EXERCISE INPUTS START

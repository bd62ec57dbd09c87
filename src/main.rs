mod calc;
mod cmd;
mod data;
mod logging;
mod ui;

use calc::ViewMode;
use clap::{Parser, Subcommand};
use std::path::PathBuf;

#[derive(Parser)]
#[command(name = "studycal", about = "calendar view for a generated study plan")]
struct Cli {
    /// Path to the data directory containing config and plan files (default: ./config)
    #[arg(long, default_value = "./config")]
    data_dir: PathBuf,

    /// Plan JSON file to display instead of the configured one
    #[arg(long)]
    plan: Option<PathBuf>,

    #[command(subcommand)]
    command: Option<Commands>,
}

#[derive(Subcommand)]
enum Commands {
    /// Write a default config and a sample plan for the current week
    Init,
    /// Print the calendar window for a date
    Show {
        /// Grid granularity (defaults to the configured view)
        #[arg(short, long, value_enum)]
        mode: Option<ViewMode>,
        /// Reference date, YYYY-MM-DD (default: today)
        #[arg(short, long)]
        date: Option<String>,
    },
    /// List every scheduled session in plan order
    Days,
}

fn main() -> anyhow::Result<()> {
    let cli = Cli::parse();

    let data_dir = if cli.data_dir.is_absolute() {
        cli.data_dir.clone()
    } else {
        std::env::current_dir()?.join(&cli.data_dir)
    };
    data::persistence::set_data_dir(data_dir.clone());

    // The TUI installs its own file logger once the config is read.
    if cli.command.is_some() {
        logging::init_stderr()?;
    }

    let is_init_command = matches!(cli.command, Some(Commands::Init));
    if !is_init_command && dir_needs_init(&data_dir) {
        eprintln!(
            "Data directory '{}' is missing or empty, running init...",
            data_dir.display()
        );
        cmd::init::run()?;
    }

    let plan = cli.plan.as_deref();
    match cli.command {
        None => cmd::root::run(plan),
        Some(Commands::Init) => cmd::init::run(),
        Some(Commands::Show { mode, date }) => cmd::show::run(mode, date.as_deref(), plan),
        Some(Commands::Days) => cmd::days::run(plan),
    }
}

/// Returns true when `dir` does not exist or exists but contains no files.
fn dir_needs_init(dir: &std::path::Path) -> bool {
    if !dir.exists() {
        return true;
    }
    dir.read_dir()
        .map(|mut entries| entries.next().is_none())
        .unwrap_or(false)
}

#[cfg(test)]
mod tests {
    use super::*;
    use std::fs;
    use tempfile::TempDir;

    #[test]
    fn test_dir_needs_init_nonexistent() {
        let tmp = TempDir::new().unwrap();
        assert!(dir_needs_init(&tmp.path().join("does_not_exist")));
    }

    #[test]
    fn test_dir_needs_init_empty_dir() {
        let tmp = TempDir::new().unwrap();
        assert!(dir_needs_init(tmp.path()));
    }

    #[test]
    fn test_dir_needs_init_nonempty_dir() {
        let tmp = TempDir::new().unwrap();
        fs::write(tmp.path().join("plan.json"), "[]").unwrap();
        assert!(!dir_needs_init(tmp.path()));
    }

    #[test]
    fn test_cli_parses_show_arguments() {
        let cli = Cli::try_parse_from([
            "studycal", "--plan", "/tmp/p.json", "show", "--mode", "monthly", "--date", "2024-06-15",
        ])
        .unwrap();
        assert_eq!(cli.plan, Some(PathBuf::from("/tmp/p.json")));
        match cli.command {
            Some(Commands::Show { mode, date }) => {
                assert_eq!(mode, Some(ViewMode::Monthly));
                assert_eq!(date.as_deref(), Some("2024-06-15"));
            }
            _ => panic!("expected show"),
        }
    }

    #[test]
    fn test_cli_rejects_unknown_mode() {
        assert!(Cli::try_parse_from(["studycal", "show", "--mode", "yearly"]).is_err());
    }

    #[test]
    fn test_cli_verifies() {
        use clap::CommandFactory;
        Cli::command().debug_assert();
    }
}
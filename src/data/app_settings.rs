use crate::calc::ViewMode;
use crate::data::persistence::Persistable;
use anyhow::Result;
use serde::{Deserialize, Serialize};

#[derive(Serialize, Deserialize, Debug, Clone, PartialEq)]
#[serde(default)]
pub struct AppSettings {
    pub default_view: ViewMode,
    pub plan_file: String,
    pub log_file: String,
}

impl Default for AppSettings {
    fn default() -> Self {
        AppSettings {
            default_view: ViewMode::Weekly,
            plan_file: "plan.json".to_string(),
            log_file: "studycal.log".to_string(),
        }
    }
}

/// Wrapper that reads the `settings` key from config.yaml.
#[derive(Serialize, Deserialize, Default, Debug)]
struct SettingsWrapper {
    #[serde(default)]
    settings: AppSettings,
}

impl Persistable for SettingsWrapper {
    fn filename() -> &'static str {
        "config.yaml"
    }
}

impl AppSettings {
    pub fn load_from(dir: &std::path::Path) -> Result<Self> {
        Ok(SettingsWrapper::load_from(dir)?.settings)
    }

    pub fn save_to(&self, dir: &std::path::Path) -> Result<()> {
        let wrapper = SettingsWrapper {
            settings: self.clone(),
        };
        wrapper.save_to(dir)
    }
}

#[cfg(test)]
mod tests {
    use super::*;

    #[test]
    fn test_app_settings_default_values() {
        let settings = AppSettings::default();
        assert_eq!(settings.default_view, ViewMode::Weekly);
        assert_eq!(settings.plan_file, "plan.json");
        assert_eq!(settings.log_file, "studycal.log");
    }

    #[test]
    fn test_settings_wrapper_yaml_roundtrip() {
        let wrapper = SettingsWrapper {
            settings: AppSettings {
                default_view: ViewMode::Monthly,
                plan_file: "exported.json".to_string(),
                log_file: "debug.log".to_string(),
            },
        };
        let yaml = serde_norway::to_string(&wrapper).unwrap();
        assert!(yaml.contains("default_view: monthly"));
        let parsed: SettingsWrapper = serde_norway::from_str(&yaml).unwrap();
        assert_eq!(parsed.settings, wrapper.settings);
    }

    #[test]
    fn test_settings_wrapper_missing_key_uses_default() {
        let wrapper: SettingsWrapper = serde_norway::from_str("other: 1").unwrap();
        assert_eq!(wrapper.settings, AppSettings::default());
    }

    #[test]
    fn test_partial_settings_fill_in_defaults() {
        let yaml = "settings:\n  default_view: daily\n";
        let wrapper: SettingsWrapper = serde_norway::from_str(yaml).unwrap();
        assert_eq!(wrapper.settings.default_view, ViewMode::Daily);
        assert_eq!(wrapper.settings.plan_file, "plan.json");
    }

    #[test]
    fn test_save_to_and_load_from() {
        let tmp = tempfile::TempDir::new().unwrap();
        let settings = AppSettings {
            default_view: ViewMode::Daily,
            ..AppSettings::default()
        };
        settings.save_to(tmp.path()).unwrap();
        assert_eq!(AppSettings::load_from(tmp.path()).unwrap(), settings);
    }

    #[test]
    fn test_load_from_empty_dir_is_default() {
        let tmp = tempfile::TempDir::new().unwrap();
        assert_eq!(AppSettings::load_from(tmp.path()).unwrap(), AppSettings::default());
    }
}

EXERCISE INPUTS END

> **PROMPT**:
Find every line of the data that holds the string "impl", then say how many there are and nothing else.

> **ANSWER SECTION**:
3